### THE TASK
Return all lines from the entries below in which the word "UnsupportedType" is present.

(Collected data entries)
_____
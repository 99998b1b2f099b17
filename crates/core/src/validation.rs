//! Upload validation.
//!
//! The validator looks only at what the client declared: byte size and MIME type. It does not
//! sniff content; a mislabelled file passes here and is rejected by the transcoder instead.

use crate::constants::{ALLOWED_MIME_TYPES, DEFAULT_MAX_UPLOAD_BYTES};
use crate::ValidationError;

/// An uploaded file as received from a client.
#[derive(Clone, Debug)]
pub struct UploadFile {
    original_filename: String,
    mime_type: String,
    bytes: Vec<u8>,
}

impl UploadFile {
    pub fn new(
        original_filename: impl Into<String>,
        mime_type: impl Into<String>,
        bytes: Vec<u8>,
    ) -> Self {
        Self {
            original_filename: original_filename.into(),
            mime_type: mime_type.into(),
            bytes,
        }
    }

    pub fn original_filename(&self) -> &str {
        &self.original_filename
    }

    /// Declared MIME type as sent by the client.
    pub fn mime_type(&self) -> &str {
        &self.mime_type
    }

    pub fn bytes(&self) -> &[u8] {
        &self.bytes
    }

    pub fn size(&self) -> u64 {
        self.bytes.len() as u64
    }
}

/// Size and type gate applied before any processing.
#[derive(Clone, Debug)]
pub struct Validator {
    max_bytes: u64,
}

impl Default for Validator {
    fn default() -> Self {
        Self::new(DEFAULT_MAX_UPLOAD_BYTES)
    }
}

impl Validator {
    pub fn new(max_bytes: u64) -> Self {
        Self { max_bytes }
    }

    pub fn max_bytes(&self) -> u64 {
        self.max_bytes
    }

    /// Checks an upload against the size limit and MIME allow-list.
    ///
    /// # Errors
    ///
    /// - `MissingFile` if `file` is `None`
    /// - `TooLarge` if the size exceeds the configured maximum
    /// - `UnsupportedType` if the declared MIME type is not JPEG, PNG, GIF or WebP
    pub fn validate(&self, file: Option<&UploadFile>) -> Result<(), ValidationError> {
        let file = file.ok_or(ValidationError::MissingFile)?;

        if file.size() > self.max_bytes {
            return Err(ValidationError::TooLarge {
                size: file.size(),
                max: self.max_bytes,
            });
        }

        if !is_allowed_mime(file.mime_type()) {
            return Err(ValidationError::UnsupportedType {
                mime: file.mime_type().to_string(),
                allowed: ALLOWED_MIME_TYPES.join(", "),
            });
        }

        Ok(())
    }
}

/// Compares the essence of a MIME type (parameters stripped, case-insensitive).
fn is_allowed_mime(mime: &str) -> bool {
    let essence = mime.split(';').next().unwrap_or("").trim().to_ascii_lowercase();
    ALLOWED_MIME_TYPES.contains(&essence.as_str())
}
_____
### TASK ANSWER
    /// - `UnsupportedType` if the declared MIME type is not JPEG, PNG, GIF or WebP
            return Err(ValidationError::UnsupportedType {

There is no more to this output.